SAVE THE DATE! — Join us June 19-20 and 26-27 for our 35th Annual Family Conference! Taking place virtually, this conference will focus around the theme of remaining connected and the overlap within diagnoses, but highlight and recognize the uniqueness of each through individualized sessions for each syndrome type. The conference features clinicians, scientists, researchers, FDA representatives, advocacy, family support, and much more. More information here, registration information coming soon!
On May 7, 2021, 12:00-1:30 PM Eastern Time (US), the Patient-Reported Outcome (PRO) Consortium’s Rare Disease Subcommittee will hold a complimentary virtual workshop on COVID-19 Mitigation Strategies in Pediatric Rare Disease Clinical Trials. The workshop facilitators will foster an interactive format, with attendees encouraged to share their own challenges and mitigation strategies.
Objectives for the workshop:
Identify challenges to conducting pediatric rare disease clinical trials posed by COVID-19.
Present a range of strategies aimed at limiting the impact of COVID-19 on the conduct of pediatric rare disease clinical trials.
Present a range of mitigation strategies aimed at safely and successfully conducting in-person and remote assessments under pandemic conditions.
Provide an interactive forum for idea sharing related to COVID-19 impact and mitigation strategies across a variety of stakeholders.
The workshop presentation will be recorded and posted to the PRO Consortium’s web page following the workshop. In addition, a document summarizing identified challenges and mitigation strategies in pediatric rare disease trials under pandemic conditions will be posted on the PRO Consortium website for reference.

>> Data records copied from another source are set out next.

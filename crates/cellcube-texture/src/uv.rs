//! UV coordinates for a subdivided cube.
//!
//! The mesh builder emits `(segs + 1)^2` vertices per face, face by face
//! in [`CubeFace::MESH_ORDER`], each face row-major. [`map_uv`] yields one
//! `(u, v)` per vertex in that order, mapped into the face's atlas cell.
//! `v = 0` is the bottom row of the atlas image.

use cellcube_spec::{CubeFace, UvRect, MAX_SEGMENTS};
use thiserror::Error;

use crate::atlas::{ATLAS_COLUMNS, ATLAS_ROWS};

/// Errors from UV generation and vertex buffer patching.
#[derive(Debug, Error, PartialEq, Eq)]
pub enum UvError {
    #[error("segment count must be at least 1")]
    ZeroSegments,

    #[error("segment count {segs} exceeds the maximum of {max}")]
    TooManySegments { segs: u32, max: u32 },

    #[error("vertex buffer holds {actual} floats, need at least {required}")]
    BufferTooSmall { required: usize, actual: usize },

    #[error("uv offset {uv_offset} does not fit in a stride of {stride}")]
    InvalidLayout { stride: usize, uv_offset: usize },
}

/// A texture coordinate pair.
#[derive(Debug, Clone, Copy, PartialEq)]
pub struct UvCoord {
    pub u: f64,
    pub v: f64,
}

/// Which vertex index drives a UV component, counted back from the cell's far edge.
#[derive(Debug, Clone, Copy)]
enum Step {
    Col,
    ColFromEnd,
    Row,
    RowFromEnd,
}

impl Step {
    #[inline]
    fn steps(self, col: u32, row: u32, segs: u32) -> f64 {
        match self {
            Step::Col => col as f64,
            Step::ColFromEnd => (segs - col) as f64,
            Step::Row => row as f64,
            Step::RowFromEnd => (segs - row) as f64,
        }
    }
}

/// Per-face orientation of the UV grid; matches the face transforms used
/// when sampling.
fn face_steps(face: CubeFace) -> (Step, Step) {
    match face {
        CubeFace::Bottom => (Step::ColFromEnd, Step::Row),
        CubeFace::Top => (Step::ColFromEnd, Step::RowFromEnd),
        CubeFace::Back => (Step::RowFromEnd, Step::ColFromEnd),
        CubeFace::Forward => (Step::Row, Step::ColFromEnd),
        CubeFace::Left => (Step::Col, Step::RowFromEnd),
        CubeFace::Right => (Step::ColFromEnd, Step::RowFromEnd),
    }
}

/// UV rectangle of `face`'s atlas cell.
pub fn face_uv_rect(face: CubeFace) -> UvRect {
    let (row, col) = face.atlas_cell();
    let cell_u = 1.0 / ATLAS_COLUMNS as f64;
    let cell_v = 1.0 / ATLAS_ROWS as f64;
    let u_max = (col + 1) as f64 * cell_u;
    let v_max = 1.0 - row as f64 * cell_v;
    UvRect {
        u_min: u_max - cell_u,
        v_min: v_max - cell_v,
        u_max,
        v_max,
    }
}

/// Vertices per face for `segs` subdivisions, `None` on overflow.
#[inline]
pub fn vertices_per_face(segs: u32) -> Option<usize> {
    let n = usize::try_from(segs).ok()?.checked_add(1)?;
    n.checked_mul(n)
}

/// Iterator over the UVs of one face, in mesh-builder vertex order.
fn face_uvs(face: CubeFace, segs: u32) -> impl Iterator<Item = UvCoord> {
    let rect = face_uv_rect(face);
    let (u_step, v_step) = face_steps(face);
    let du = (rect.u_max - rect.u_min) / segs as f64;
    let dv = (rect.v_max - rect.v_min) / segs as f64;
    let n = segs + 1;

    (0..n * n).map(move |i| {
        let (col, row) = (i % n, i / n);
        UvCoord {
            u: rect.u_max - u_step.steps(col, row, segs) * du,
            v: rect.v_max - v_step.steps(col, row, segs) * dv,
        }
    })
}

/// UVs for every vertex of a cube with `segs x segs` quads per face.
///
/// Yields `6 * (segs + 1)^2` coordinates. The result depends only on
/// `segs`, which must be in `1..=MAX_SEGMENTS`.
pub fn map_uv(segs: u32) -> Result<Vec<UvCoord>, UvError> {
    if segs == 0 {
        return Err(UvError::ZeroSegments);
    }
    let too_many = UvError::TooManySegments {
        segs,
        max: MAX_SEGMENTS,
    };
    if segs > MAX_SEGMENTS {
        return Err(too_many);
    }
    let per_face = vertices_per_face(segs).ok_or(too_many)?;
    let mut out = Vec::with_capacity(6 * per_face);
    for face in CubeFace::MESH_ORDER {
        out.extend(face_uvs(face, segs));
    }
    Ok(out)
}

/// Position of the UV pair inside each vertex record of a flat `f32` buffer.
#[derive(Debug, Clone, Copy, PartialEq, Eq)]
pub struct VertexLayout {
    /// Floats per vertex.
    pub stride: usize,
    /// Float index of `u` within a vertex; `v` follows it.
    pub uv_offset: usize,
}

impl Default for VertexLayout {
    /// Position (3), normal (3), color (4), uv (2).
    fn default() -> Self {
        Self {
            stride: 12,
            uv_offset: 10,
        }
    }
}

/// Write the cube UVs into `vertices` at each vertex's UV slot.
///
/// Returns the number of vertices written.
pub fn write_uvs(vertices: &mut [f32], layout: VertexLayout, segs: u32) -> Result<usize, UvError> {
    if layout.uv_offset + 2 > layout.stride {
        return Err(UvError::InvalidLayout {
            stride: layout.stride,
            uv_offset: layout.uv_offset,
        });
    }
    let uvs = map_uv(segs)?;
    let required = uvs.len().saturating_mul(layout.stride);
    if vertices.len() < required {
        return Err(UvError::BufferTooSmall {
            required,
            actual: vertices.len(),
        });
    }

    for (record, uv) in vertices.chunks_exact_mut(layout.stride).zip(&uvs) {
        record[layout.uv_offset] = uv.u as f32;
        record[layout.uv_offset + 1] = uv.v as f32;
    }
    Ok(uvs.len())
}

This course will be held in Kusadasi, Turkey, October 5-10, 2021. This course will focus on lysosome biology and function, new metabolic and signaling insights into the function of lysosomes, pathophysiological mechanisms of lysosomal dysfunction in living cells. This course will bring together Basic Scientists & lab researchers & clinicians working on this unique field on the molecular and cellular aspects of lysosomal storage diseases. This workshop intends to create a scientific platform to discuss advances in the field as well as to establish novel networks among the participants for future collaborations. In order to maximize the opportunities for interactions between young researchers and all participants, the workshop is planned in a dynamic format of plenaries, panels, round-table discussion, poster and oral presentation sessions. A specific meeting slot is allocated for Breakfast & Young Scientists Professional Development. This meeting is a preferential slot which will deal with hot issues in the postgraduate education and further academic and/or industrial careers of young scientists.